*Provided entries:*

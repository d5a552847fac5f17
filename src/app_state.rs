use std::sync::Arc;

use crate::{
    api::BackendClient,
    chat::ChatSession,
    config::AppConfig,
    knowledge::{KnowledgeCenter, UploadStatus},
};

#[derive(Clone)]
pub struct AppState {
    pub config: AppConfig,
    pub chat: Arc<ChatSession>,
    pub knowledge: Arc<KnowledgeCenter>,
}

/// Resumen para la barra de estado de la consola.
#[derive(Debug, Clone, Default, PartialEq, Eq)]
pub struct Status {
    pub is_busy: bool,
    pub message: String,
}

impl AppState {
    pub fn from_config(config: AppConfig) -> Self {
        let client = BackendClient::from_config(&config);
        Self {
            config,
            chat: Arc::new(ChatSession::new(client.clone())),
            knowledge: Arc::new(KnowledgeCenter::new(client)),
        }
    }

    pub fn status(&self) -> Status {
        let upload = self.knowledge.upload_status();
        let is_busy = self.chat.is_pending() || upload.is_uploading();
        let message = match upload {
            UploadStatus::Idle => String::new(),
            UploadStatus::Uploading => "Subiendo y procesando fichero...".to_string(),
            UploadStatus::Succeeded(msg) | UploadStatus::Failed(msg) => msg,
        };
        Status { is_busy, message }
    }
}

#[cfg(test)]
mod tests {
    use super::*;
    use crate::config::parse_base_url;
    use pretty_assertions::assert_eq;
    use std::path::Path;
    use std::time::Duration;
    use wiremock::matchers::{method, path};
    use wiremock::{Mock, MockServer, ResponseTemplate};

    fn state_for(uri: &str) -> AppState {
        AppState::from_config(AppConfig {
            api_base_url: parse_base_url(uri).unwrap(),
            connect_timeout: Duration::from_secs(2),
        })
    }

    #[tokio::test]
    async fn status_is_busy_while_a_task_is_in_flight() {
        let server = MockServer::start().await;
        Mock::given(method("POST"))
            .and(path("/api/ask-supervisor"))
            .respond_with(
                ResponseTemplate::new(200)
                    .set_body_json(serde_json::json!({"content": "ok", "source": "supervisor"}))
                    .set_delay(Duration::from_millis(200)),
            )
            .expect(1)
            .mount(&server)
            .await;

        let state = state_for(&server.uri());
        assert_eq!(state.status(), Status::default());

        let (_, during) = tokio::join!(state.chat.submit("hola"), async {
            tokio::time::sleep(Duration::from_millis(50)).await;
            state.status()
        });
        assert!(during.is_busy);
        assert!(!state.status().is_busy);
    }

    #[tokio::test]
    async fn status_message_mirrors_upload_banner() {
        let state = state_for("http://127.0.0.1:9");
        let _ = state.knowledge.upload_document(Path::new("notes.pdf")).await;
        assert_eq!(
            state.status(),
            Status {
                is_busy: false,
                message: "Sólo se admiten ficheros .txt".to_string(),
            }
        );
    }
}
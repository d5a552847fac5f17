//! Reescritura heurística de referencias a ficheros en las respuestas de los agentes.
//!
//! Cada línea se procesa por separado: si contiene un nombre de fichero con una
//! extensión conocida, el nombre se sustituye por un marcador que lleva el comando
//! `git: explain <ruta>`. La ruta es la última secuencia sin espacios ni caracteres
//! de dibujo de árbol (`├──`, `└──`, `│`) de la línea. No es un parser: nunca falla
//! y las líneas sin coincidencia se devuelven intactas.

use std::sync::LazyLock;

use regex_lite::Regex;

pub const FILE_EXTENSIONS: &[&str] = &[
    "tsx", "ts", "jsx", "js", "json", "py", "rs", "md", "css", "html", "txt", "toml", "yaml", "yml",
];

static FILE_REGEX: LazyLock<Regex> = LazyLock::new(|| {
    let pattern = format!(r"[A-Za-z0-9_\-.]+\.(?:{})\b", FILE_EXTENSIONS.join("|"));
    Regex::new(&pattern).expect("file regex must compile")
});

// Rango U+2500..U+257F (Box Drawing). `\s` de regex-lite es sólo ASCII, así que
// el espacio duro (U+00A0) se excluye aparte.
static TRAILING_PATH_REGEX: LazyLock<Regex> = LazyLock::new(|| {
    Regex::new("[^\\s\u{a0}─-╿]+$").expect("trailing path regex must compile")
});

/// Marcador interactivo: inerte hasta que la capa de UI lo activa.
#[derive(Debug, Clone, PartialEq, Eq)]
pub struct FileLink {
    pub label: String,
    pub command: String,
}

#[derive(Debug, Clone, PartialEq, Eq)]
pub enum Span {
    Text(String),
    Link(FileLink),
}

pub fn explain_command(full_path: &str) -> String {
    format!("git: explain {full_path}")
}

/// Reescribe una línea. Concatenar el texto y las etiquetas del resultado
/// reproduce siempre la línea original.
pub fn rewrite_line(line: &str) -> Vec<Span> {
    let Some(file_match) = FILE_REGEX.find(line) else {
        return vec![Span::Text(line.to_string())];
    };
    let Some(full_path) = TRAILING_PATH_REGEX.find(line.trim_end()) else {
        return vec![Span::Text(line.to_string())];
    };

    let mut spans = Vec::with_capacity(3);
    let before = &line[..file_match.start()];
    let after = &line[file_match.end()..];
    if !before.is_empty() {
        spans.push(Span::Text(before.to_string()));
    }
    spans.push(Span::Link(FileLink {
        label: file_match.as_str().to_string(),
        command: explain_command(full_path.as_str()),
    }));
    if !after.is_empty() {
        spans.push(Span::Text(after.to_string()));
    }
    spans
}

/// Reescribe un contenido completo, línea a línea y en orden.
pub fn rewrite_content(content: &str) -> Vec<Vec<Span>> {
    content.split('\n').map(rewrite_line).collect()
}

pub fn links(spans: &[Span]) -> impl Iterator<Item = &FileLink> {
    spans.iter().filter_map(|span| match span {
        Span::Link(link) => Some(link),
        Span::Text(_) => None,
    })
}

#[cfg(test)]
mod tests {
    use super::*;
    use pretty_assertions::assert_eq;

    fn plain_text(spans: &[Span]) -> String {
        spans
            .iter()
            .map(|span| match span {
                Span::Text(text) => text.as_str(),
                Span::Link(link) => link.label.as_str(),
            })
            .collect()
    }

    #[test]
    fn tree_line_becomes_explain_marker() {
        let spans = rewrite_line("└── main.tsx");
        assert_eq!(
            spans,
            vec![
                Span::Text("└── ".to_string()),
                Span::Link(FileLink {
                    label: "main.tsx".to_string(),
                    command: "git: explain main.tsx".to_string(),
                }),
            ]
        );
    }

    #[test]
    fn line_without_extension_is_untouched() {
        let line = "│   ├── components   (carpeta) ";
        assert_eq!(rewrite_line(line), vec![Span::Text(line.to_string())]);
        assert_eq!(rewrite_line(""), vec![Span::Text(String::new())]);
    }

    #[test]
    fn nested_path_carries_full_path_in_command() {
        let spans = rewrite_line("│   └── src/components/ChatInterface.tsx");
        let found: Vec<_> = links(&spans).collect();
        assert_eq!(found.len(), 1);
        assert_eq!(found[0].label, "ChatInterface.tsx");
        assert_eq!(found[0].command, "git: explain src/components/ChatInterface.tsx");
    }

    #[test]
    fn longer_extension_wins_over_prefix() {
        let spans = rewrite_line("├── package.json");
        assert_eq!(links(&spans).next().unwrap().label, "package.json");

        let spans = rewrite_line("├── index.ts");
        assert_eq!(links(&spans).next().unwrap().command, "git: explain index.ts");
    }

    #[test]
    fn rewriting_preserves_text_and_line_order() {
        let content = "Estructura:\n├── app.py\n│   └── utils/chunking.py\nsin ficheros aquí\n";
        let lines = rewrite_content(content);
        assert_eq!(lines.len(), 5);

        let rebuilt: Vec<String> = lines.iter().map(|l| plain_text(l)).collect();
        assert_eq!(rebuilt.join("\n"), content);

        let commands: Vec<String> = lines
            .iter()
            .flat_map(|l| links(l).map(|link| link.command.clone()).collect::<Vec<_>>())
            .collect();
        assert_eq!(commands, vec!["git: explain app.py", "git: explain utils/chunking.py"]);
    }

    #[test]
    fn trailing_whitespace_is_ignored_when_extracting_path() {
        let spans = rewrite_line("└── README.md   ");
        assert_eq!(links(&spans).next().unwrap().command, "git: explain README.md");
        assert_eq!(plain_text(&spans), "└── README.md   ");
    }

    #[test]
    fn non_breaking_space_separates_the_path() {
        let spans = rewrite_line("a\u{a0}main.rs");
        assert_eq!(links(&spans).next().unwrap().command, "git: explain main.rs");
        assert_eq!(plain_text(&spans), "a\u{a0}main.rs");
    }
}
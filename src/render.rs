//! Proyección pura del transcript a una vista presentable.
//!
//! Cada pasada de render construye su propio registro de marcadores: el
//! marcador `n` sólo existe en la vista en la que se numeró, así que no quedan
//! enlaces colgando de renders anteriores.

use std::fmt::Write as _;

use crate::links::{self, Span};
use crate::models::Message;

/// Categoría de presentación de un mensaje. La función desde `source` es total.
#[derive(Debug, Clone, Copy, PartialEq, Eq, Hash)]
pub enum SourceCategory {
    User,
    Supervisor,
    Git,
    Research,
    Database,
    Internet,
    System,
    Error,
}

impl SourceCategory {
    pub fn from_source(source: Option<&str>) -> Self {
        let Some(source) = source else {
            return Self::System;
        };
        match source.trim().to_lowercase().as_str() {
            "user" => Self::User,
            "supervisor" | "supervisoragent" => Self::Supervisor,
            "git" | "gitagent" => Self::Git,
            "research" | "researchagent" => Self::Research,
            "database" => Self::Database,
            "internet" => Self::Internet,
            "error" => Self::Error,
            _ => Self::System,
        }
    }

    pub fn label(self) -> &'static str {
        match self {
            Self::User => "tú",
            Self::Supervisor => "supervisor",
            Self::Git => "git",
            Self::Research => "research",
            Self::Database => "database",
            Self::Internet => "internet",
            Self::System => "system",
            Self::Error => "error",
        }
    }

    /// Sólo las respuestas de agentes se reescriben con marcadores.
    fn carries_file_links(self) -> bool {
        !matches!(self, Self::User | Self::System | Self::Error)
    }
}

#[derive(Debug, Clone, PartialEq, Eq)]
pub struct RenderedMessage {
    pub category: SourceCategory,
    pub is_user: bool,
    pub lines: Vec<Vec<Span>>,
}

#[derive(Debug, Clone, Default, PartialEq, Eq)]
pub struct RenderedTranscript {
    pub messages: Vec<RenderedMessage>,
    link_commands: Vec<String>,
}

impl RenderedTranscript {
    /// Comando del marcador `number` (base 1) de esta pasada de render.
    pub fn link_command(&self, number: usize) -> Option<&str> {
        number
            .checked_sub(1)
            .and_then(|idx| self.link_commands.get(idx))
            .map(String::as_str)
    }

    pub fn link_count(&self) -> usize {
        self.link_commands.len()
    }

    /// Texto para la consola a partir del mensaje `skip`. Cada marcador se muestra
    /// como `etiqueta[n]`, con la numeración de la vista completa.
    pub fn to_terminal_from(&self, skip: usize) -> String {
        let mut out = String::new();
        let mut next_link = 1;
        for (position, message) in self.messages.iter().enumerate() {
            if position < skip {
                next_link += message
                    .lines
                    .iter()
                    .map(|line| links::links(line).count())
                    .sum::<usize>();
                continue;
            }
            let prefix = if message.is_user {
                "> ".to_string()
            } else {
                format!("[{}] ", message.category.label())
            };
            for (i, line) in message.lines.iter().enumerate() {
                if i == 0 {
                    out.push_str(&prefix);
                } else {
                    out.push_str(&" ".repeat(prefix.chars().count()));
                }
                for span in line {
                    match span {
                        Span::Text(text) => out.push_str(text),
                        Span::Link(link) => {
                            let _ = write!(out, "{}[{}]", link.label, next_link);
                            next_link += 1;
                        }
                    }
                }
                out.push('\n');
            }
        }
        out
    }
}

pub fn render(transcript: &[Message]) -> RenderedTranscript {
    let mut link_commands = Vec::new();
    let messages = transcript
        .iter()
        .map(|message| {
            let category = if message.is_user {
                SourceCategory::User
            } else {
                SourceCategory::from_source(message.source.as_deref())
            };

            let lines: Vec<Vec<Span>> = if !message.is_user && category.carries_file_links() {
                links::rewrite_content(&message.content)
            } else {
                message
                    .content
                    .split('\n')
                    .map(|line| vec![Span::Text(line.to_string())])
                    .collect()
            };

            for line in &lines {
                link_commands.extend(links::links(line).map(|link| link.command.clone()));
            }

            RenderedMessage {
                category,
                is_user: message.is_user,
                lines,
            }
        })
        .collect();

    RenderedTranscript {
        messages,
        link_commands,
    }
}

*What you have to do:*
Please report all lines in the entries where "consola" appears.

*Answer for this exercise:*
/// Resumen para la barra de estado de la consola.
    /// Texto para la consola a partir del mensaje `skip`. Cada marcador se muestra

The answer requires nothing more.